# Task item
Look for "invalid" in each line of the entries, and return the matching lines.

Given information Block Start

//! Text formats for execution times and start instants.
//!
//! Execution times use the TimeSpan constant layout `[d.]hh:mm:ss[.fffffff]`
//! and start instants are ISO-8601 UTC with a `Z` suffix. Both carry at most
//! 100 ns (one tick) of precision.

use std::time::Duration;

use chrono::{DateTime, Datelike, NaiveDateTime, SecondsFormat, TimeZone, Timelike, Utc};

/// Nanoseconds per tick.
pub const NANOS_PER_TICK: u32 = 100;

const FRACTION_DIGITS: usize = 7;
const SECONDS_PER_DAY: u64 = 86_400;

/// Drop sub-tick precision from a duration.
pub fn truncate_duration(duration: Duration) -> Duration {
    let nanos = duration.subsec_nanos() / NANOS_PER_TICK * NANOS_PER_TICK;
    Duration::new(duration.as_secs(), nanos)
}

/// Drop sub-tick precision from an instant.
pub fn truncate_instant(instant: DateTime<Utc>) -> DateTime<Utc> {
    let nanos = instant.nanosecond() / NANOS_PER_TICK * NANOS_PER_TICK;
    instant.with_nanosecond(nanos).unwrap_or(instant)
}

/// Format a duration as `[d.]hh:mm:ss[.fffffff]`.
///
/// ```
/// use std::time::Duration;
/// use perf_logger::timefmt::format_timespan;
///
/// assert_eq!(format_timespan(Duration::from_millis(100)), "00:00:00.1000000");
/// assert_eq!(format_timespan(Duration::from_secs(90_061)), "1.01:01:01");
/// ```
pub fn format_timespan(duration: Duration) -> String {
    let total_secs = duration.as_secs();
    let days = total_secs / SECONDS_PER_DAY;
    let hours = (total_secs % SECONDS_PER_DAY) / 3600;
    let minutes = (total_secs % 3600) / 60;
    let seconds = total_secs % 60;
    let ticks = duration.subsec_nanos() / NANOS_PER_TICK;

    let mut output = String::new();
    if days > 0 {
        output.push_str(&format!("{}.", days));
    }
    output.push_str(&format!("{:02}:{:02}:{:02}", hours, minutes, seconds));
    if ticks > 0 {
        output.push_str(&format!(".{:07}", ticks));
    }
    output
}

/// Parse a `[d.]hh:mm:ss[.f..]` string back into a duration.
///
/// Returns `None` for malformed input or out-of-range components.
pub fn parse_timespan(input: &str) -> Option<Duration> {
    let (days, rest) = match (input.find('.'), input.find(':')) {
        (Some(dot), Some(colon)) if dot < colon => (parse_digits(&input[..dot])?, &input[dot + 1..]),
        _ => (0, input),
    };

    let (clock, fraction) = match rest.split_once('.') {
        Some((clock, fraction)) => (clock, Some(fraction)),
        None => (rest, None),
    };

    let mut parts = clock.split(':');
    let hours = parse_component(parts.next()?, 24)?;
    let minutes = parse_component(parts.next()?, 60)?;
    let seconds = parse_component(parts.next()?, 60)?;
    if parts.next().is_some() {
        return None;
    }

    let ticks = match fraction {
        Some(digits) => {
            if digits.len() > FRACTION_DIGITS {
                return None;
            }
            let value = parse_digits(digits)?;
            value * 10u64.pow((FRACTION_DIGITS - digits.len()) as u32)
        }
        None => 0,
    };

    let secs = days
        .checked_mul(SECONDS_PER_DAY)?
        .checked_add(hours * 3600 + minutes * 60 + seconds)?;
    Some(Duration::new(secs, ticks as u32 * NANOS_PER_TICK))
}

fn parse_digits(text: &str) -> Option<u64> {
    if text.is_empty() || !text.bytes().all(|b| b.is_ascii_digit()) {
        return None;
    }
    text.parse().ok()
}

fn parse_component(text: &str, limit: u64) -> Option<u64> {
    if text.len() != 2 {
        return None;
    }
    parse_digits(text).filter(|value| *value < limit)
}

/// Format an instant as ISO-8601 UTC, trimming trailing fraction zeros.
///
/// Years outside 0000-9999 carry an explicit sign (`+10000-01-01T00:00:00Z`).
pub fn format_instant(instant: &DateTime<Utc>) -> String {
    let base = instant.format("%Y-%m-%dT%H:%M:%S").to_string();
    let ticks = (instant.nanosecond() % 1_000_000_000) / NANOS_PER_TICK;
    if ticks == 0 {
        return format!("{}Z", base);
    }
    let fraction = format!("{:07}", ticks);
    format!("{}.{}Z", base, fraction.trim_end_matches('0'))
}

/// Parse any RFC 3339 instant and normalize it to UTC.
///
/// Signed years produced by [`format_instant`] are accepted as well, so every
/// instant this module writes can be read back.
pub fn parse_instant(input: &str) -> Option<DateTime<Utc>> {
    match DateTime::parse_from_rfc3339(input) {
        Ok(instant) => Some(instant.with_timezone(&Utc)),
        Err(_) => parse_signed_year(input),
    }
}

/// `[+-]YYYY[Y..]-MM-DDThh:mm:ss[.f..]Z`
fn parse_signed_year(input: &str) -> Option<DateTime<Utc>> {
    let sign = match input.as_bytes().first()? {
        b'+' => 1,
        b'-' => -1,
        _ => return None,
    };
    let body = input[1..].strip_suffix('Z')?;
    let (year, rest) = body.split_once('-')?;
    if year.len() < 4 {
        return None;
    }
    let year = i32::try_from(parse_digits(year)?).ok()?;

    // 2000 is a leap year, so February 29 survives until the real year is set.
    let naive = NaiveDateTime::parse_from_str(&format!("2000-{}", rest), "%Y-%m-%dT%H:%M:%S%.f").ok()?;
    naive
        .with_year(sign * year)
        .map(|naive| Utc.from_utc_datetime(&naive))
}

/// Serde adapter for `Duration` fields stored as TimeSpan strings.
pub(crate) mod timespan_serde {
    use serde::de::Error;
    use serde::{Deserialize, Deserializer, Serializer};
    use std::time::Duration;

    pub fn serialize<S>(duration: &Duration, serializer: S) -> Result<S::Ok, S::Error>
    where
        S: Serializer,
    {
        serializer.serialize_str(&super::format_timespan(*duration))
    }

    pub fn deserialize<'de, D>(deserializer: D) -> Result<Duration, D::Error>
    where
        D: Deserializer<'de>,
    {
        let text = String::deserialize(deserializer)?;
        super::parse_timespan(&text)
            .ok_or_else(|| D::Error::custom(format!("invalid execution time '{}'", text)))
    }
}

/// Serde adapter for UTC instants stored with a `Z` suffix.
pub(crate) mod instant_serde {
    use chrono::{DateTime, Utc};
    use serde::de::Error;
    use serde::{Deserialize, Deserializer, Serializer};

    pub fn serialize<S>(instant: &DateTime<Utc>, serializer: S) -> Result<S::Ok, S::Error>
    where
        S: Serializer,
    {
        serializer.serialize_str(&super::format_instant(instant))
    }

    pub fn deserialize<'de, D>(deserializer: D) -> Result<DateTime<Utc>, D::Error>
    where
        D: Deserializer<'de>,
    {
        let text = String::deserialize(deserializer)?;
        super::parse_instant(&text)
            .map(super::truncate_instant)
            .ok_or_else(|| D::Error::custom(format!("invalid start time '{}'", text)))
    }
}

/// RFC 3339 rendering used in log messages.
pub(crate) fn display_instant(instant: &DateTime<Utc>) -> String {
    instant.to_rfc3339_opts(SecondsFormat::AutoSi, true)
}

Given information Block End

# Problem solution
            .ok_or_else(|| D::Error::custom(format!("invalid execution time '{}'", text)))
            .ok_or_else(|| D::Error::custom(format!("invalid start time '{}'", text)))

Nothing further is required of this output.